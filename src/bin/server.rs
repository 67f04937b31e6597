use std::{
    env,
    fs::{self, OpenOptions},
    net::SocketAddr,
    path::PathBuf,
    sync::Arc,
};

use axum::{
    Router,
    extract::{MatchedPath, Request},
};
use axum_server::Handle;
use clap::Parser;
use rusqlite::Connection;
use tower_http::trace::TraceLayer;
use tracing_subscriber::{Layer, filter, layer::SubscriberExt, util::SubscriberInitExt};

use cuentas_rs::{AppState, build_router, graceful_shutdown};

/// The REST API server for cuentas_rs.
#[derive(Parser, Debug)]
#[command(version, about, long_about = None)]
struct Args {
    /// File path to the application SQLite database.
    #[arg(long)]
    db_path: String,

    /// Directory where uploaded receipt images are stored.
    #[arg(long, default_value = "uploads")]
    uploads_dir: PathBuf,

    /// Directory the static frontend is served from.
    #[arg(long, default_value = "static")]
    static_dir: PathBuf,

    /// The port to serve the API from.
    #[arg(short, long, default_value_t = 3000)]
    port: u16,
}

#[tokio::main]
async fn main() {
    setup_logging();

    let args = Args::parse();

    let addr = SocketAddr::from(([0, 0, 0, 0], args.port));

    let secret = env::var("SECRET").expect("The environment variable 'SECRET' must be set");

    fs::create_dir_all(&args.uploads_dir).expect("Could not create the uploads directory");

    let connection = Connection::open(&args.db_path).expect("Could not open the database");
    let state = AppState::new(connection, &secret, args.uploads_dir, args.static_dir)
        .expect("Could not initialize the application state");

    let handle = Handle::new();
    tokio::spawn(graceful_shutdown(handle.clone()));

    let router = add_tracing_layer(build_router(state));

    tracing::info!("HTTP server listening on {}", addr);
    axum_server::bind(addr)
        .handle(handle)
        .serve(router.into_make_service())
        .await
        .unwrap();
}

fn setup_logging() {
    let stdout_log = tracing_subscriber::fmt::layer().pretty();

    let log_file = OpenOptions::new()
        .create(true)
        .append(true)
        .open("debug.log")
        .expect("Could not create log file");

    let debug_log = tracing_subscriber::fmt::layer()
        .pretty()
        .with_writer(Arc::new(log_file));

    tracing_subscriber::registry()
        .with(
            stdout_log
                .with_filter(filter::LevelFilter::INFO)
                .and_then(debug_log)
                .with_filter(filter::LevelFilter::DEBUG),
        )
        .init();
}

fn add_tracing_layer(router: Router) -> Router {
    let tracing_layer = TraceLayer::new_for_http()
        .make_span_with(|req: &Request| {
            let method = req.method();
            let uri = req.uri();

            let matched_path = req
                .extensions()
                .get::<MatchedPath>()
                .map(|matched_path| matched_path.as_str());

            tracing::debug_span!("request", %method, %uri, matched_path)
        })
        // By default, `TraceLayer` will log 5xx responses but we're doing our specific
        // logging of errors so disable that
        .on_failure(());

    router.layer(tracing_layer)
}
=======
• [Assignment]: Would you please write the entries out again in full, exactly as given?

• [Result of this task]:
filename src/bin/server.rs
repository 67f04937b31e6597
use std::{
    env,
    fs::{self, OpenOptions},
    net::SocketAddr,
    path::PathBuf,
    sync::Arc,
};

use axum::{
    Router,
    extract::{MatchedPath, Request},
};
use axum_server::Handle;
use clap::Parser;
use rusqlite::Connection;
use tower_http::trace::TraceLayer;
use tracing_subscriber::{Layer, filter, layer::SubscriberExt, util::SubscriberInitExt};

use cuentas_rs::{AppState, build_router, graceful_shutdown};

/// The REST API server for cuentas_rs.
#[derive(Parser, Debug)]
#[command(version, about, long_about = None)]
struct Args {
    /// File path to the application SQLite database.
    #[arg(long)]
    db_path: String,

    /// Directory where uploaded receipt images are stored.
    #[arg(long, default_value = "uploads")]
    uploads_dir: PathBuf,

    /// Directory the static frontend is served from.
    #[arg(long, default_value = "static")]
    static_dir: PathBuf,

    /// The port to serve the API from.
    #[arg(short, long, default_value_t = 3000)]
    port: u16,
}

#[tokio::main]
async fn main() {
    setup_logging();

    let args = Args::parse();

    let addr = SocketAddr::from(([0, 0, 0, 0], args.port));

    let secret = env::var("SECRET").expect("The environment variable 'SECRET' must be set");

    fs::create_dir_all(&args.uploads_dir).expect("Could not create the uploads directory");

    let connection = Connection::open(&args.db_path).expect("Could not open the database");
    let state = AppState::new(connection, &secret, args.uploads_dir, args.static_dir)
        .expect("Could not initialize the application state");

    let handle = Handle::new();
    tokio::spawn(graceful_shutdown(handle.clone()));

    let router = add_tracing_layer(build_router(state));

    tracing::info!("HTTP server listening on {}", addr);
    axum_server::bind(addr)
        .handle(handle)
        .serve(router.into_make_service())
        .await
        .unwrap();
}

fn setup_logging() {
    let stdout_log = tracing_subscriber::fmt::layer().pretty();

    let log_file = OpenOptions::new()
        .create(true)
        .append(true)
        .open("debug.log")
        .expect("Could not create log file");

    let debug_log = tracing_subscriber::fmt::layer()
        .pretty()
        .with_writer(Arc::new(log_file));

    tracing_subscriber::registry()
        .with(
            stdout_log
                .with_filter(filter::LevelFilter::INFO)
                .and_then(debug_log)
                .with_filter(filter::LevelFilter::DEBUG),
        )
        .init();
}

fn add_tracing_layer(router: Router) -> Router {
    let tracing_layer = TraceLayer::new_for_http()
        .make_span_with(|req: &Request| {
            let method = req.method();
            let uri = req.uri();

            let matched_path = req
                .extensions()
                .get::<MatchedPath>()
                .map(|matched_path| matched_path.as_str());

            tracing::debug_span!("request", %method, %uri, matched_path)
        })
        // By default, `TraceLayer` will log 5xx responses but we're doing our specific
        // logging of errors so disable that
        .on_failure(());

    router.layer(tracing_layer)
}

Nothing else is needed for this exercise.